Table ouverte

Publié le 07 février 2010 par Jlhuss

Ratatouille ou gastronomie, la politique, on le dit souvent, est une cuisine. Il faut pour l’apprécier considérer les ingrédients, le dosage, le mélange et l’assaisonnement, la cuisson et le service. Encore doit-on attendre la digestion avant de décerner les étoiles, car à quoi sert de se pourlécher à 20 heures, si c’est pour passer la nuit aux toilettes ? Tel se goinfre dimanche qui lundi gémira… La Grille du coq, en attendant le banquet des régionales, a le plaisir d’offrir ici, avec une petite revue des tables du moment, quelques croque-en- bouche d’appareils, fours salés de cabinets, pets-de-nonne de campagne et autres boulettes de tribunes.

Après avoir longtemps marché sur des œufs en Languedoc-Roussillon, la direction des Relais et Châteaux PS a décidé de trancher dans le lard du gérant tord-boyaux d’en bas. La  dorade du Chez Georges n’est pas fraîche, le patron  sent l’ail et ne mâche pas ses mots. Sa dernière « poivrade sur œuf dur à la Fabius » a mis le feu à l’estomac de la PDG de Solferino : décision prise de lancer en face de Chez Georges un fast-food labellisé socialiste pour siphonner en mars la clientèle du gâte-sauce. Que d’hygiène héroïque après Reims !

Elle se requinque, Martine. Je ne lui donne pas 35 heures pour péter le feu. Le régime lillois porte enfin ses fruits. Ce n’est pas qu’elle maigrisse : elle s’affûte, elle a du piment, du mordant, déjà même assez de grosse tête pour lancer des « tickets ». On lui conseille de ne pas peler le marron de l’Elysée avant de l’avoir cuit : elle pourrait s’y casser les ongles, précieux atout demain dans sa castagne primaire avec Royal.

On ne l’entend plus, dame Ségolène, depuis le succès de son « émincé de modem sauce gribiche ».  Coup de blues ? Dépôt de bilan ? Je crois seulement qu’elle rafraîchit les murs. Sitôt réélue en Charente, vous la verrez prendre le beurre, l’argent du beurre (si le Berger ne change pas de crémerie), foncer aux casseroles  et nous mitonner une nouvelle formule participative à 12 euros, avec plat-bravité  et dessert-fraternitude.

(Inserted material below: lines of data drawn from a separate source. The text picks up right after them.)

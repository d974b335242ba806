//! Resilience layer: adaptive timeouts, retry, and per-host circuit
//! breaking for candidate-agent dispatch.

pub mod circuit_breaker;
pub mod client;
pub mod retry;

pub use circuit_breaker::{CircuitBreaker, CircuitBreakerConfig, CircuitOpenError, CircuitState};
pub use client::{CandidateRequest, CandidateResponse, OperationType, ResilientClient, ResilientClientError};
pub use retry::{retry_with, RetryConfig};
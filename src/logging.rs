//! Process-wide tracing setup: an `EnvFilter` sourced from `RUST_LOG`
//! (defaulting to `info`) feeding a plain `fmt` layer.

use tracing_subscriber::{fmt, EnvFilter};

pub fn init_tracing() {
    let filter = EnvFilter::try_from_default_env().unwrap_or_else(|_| EnvFilter::new("info"));
    let _ = fmt().with_env_filter(filter).with_target(false).try_init();
}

Toujours rive gauche, Chez Valls  on danse, mais devant le buffet, rien sous la dent . Chez Peillon , on entre, on s’attable, on déplie sa serviette, mais voilà soudain que la serveuse Arlette déboule blême nous avertir que le patron s’est tiré aux Seychelles. Chez Bertrand, le pari de restaurer bio le bobo sur sa selle a fait long feu : en temps de crise le client veut du stable, la dînette à pédale a du plomb dans l’aile.

Les restaurants ne manquent pas non plus rive droite.

Le P’tit Sarko n’a plus la cote. Trop d’épices, une carte tonitruante pour deux rognons dans l’assiette. Ce qui avait plu chez ce chef audacieux quand il a repris la maison Jacquot  -produits roboratifs, changement du menu chaque semaine, forte présence en salle- tout cela ces temps-ci paraît ringard, limite obscène. Sa « timbale de besson » donne des brûlures ; son « vol-au-vent sauce Borloo », des renvois ; sa seringue à vaccin, pardon : sa « meringue à vacherin  au coulis de bachelot » n’a pas convaincu. Surtout l’indiscrétion du chef, toujours à pérorer parmi les tables, finit par agacer les plus patients, au point que certaines mauvaises langues vont jusqu’à dire comme Célimène dans Le Misanthrope :

« C’est un fort méchant plat, que sa sotte personne,
Et qui gâte, à mon goût, tous les repas qu’il donne. »

Par contrecoup Le Saint-Dominique devient tendance, austère maison sise au 57  passage Galouzeau, à côté de la place des Martyrs. Le chef fascine : un regard pivotant de grand duc sur un corps de héron cendré. Cet oiseau récite du Corneille entre le homard thermidor et le chateaubriand. Traçabilité incertaine, mais du chien. Son ambition ? Moins gagner une toque que liquider Le P’tit Sarko. Le plus court serait de l’inviter à un raout de réconciliation et de remplacer pour lui le curaço par le curare. Un premier échec ne doit jamais décourager…

Quelques autres troquets rive droite ? Le Copé, qui amuse un moment avec ses salades ; Chez Morin, qui n’ouvre que le samedi soir, mais sa « bombe glacée du colonel » a des amateurs galonnés. On signalera pour la curiosité l’inclassable  Entre-deux rives, petite salle intimiste installée sur une barge ; le chef, un Béarnais sourcilleux qui milite pour « une autre cuisine », peut se prévaloir en effet d’être le seul à servir la « sarnèze à la nage », velouté léger pour  lendemains de fêtes.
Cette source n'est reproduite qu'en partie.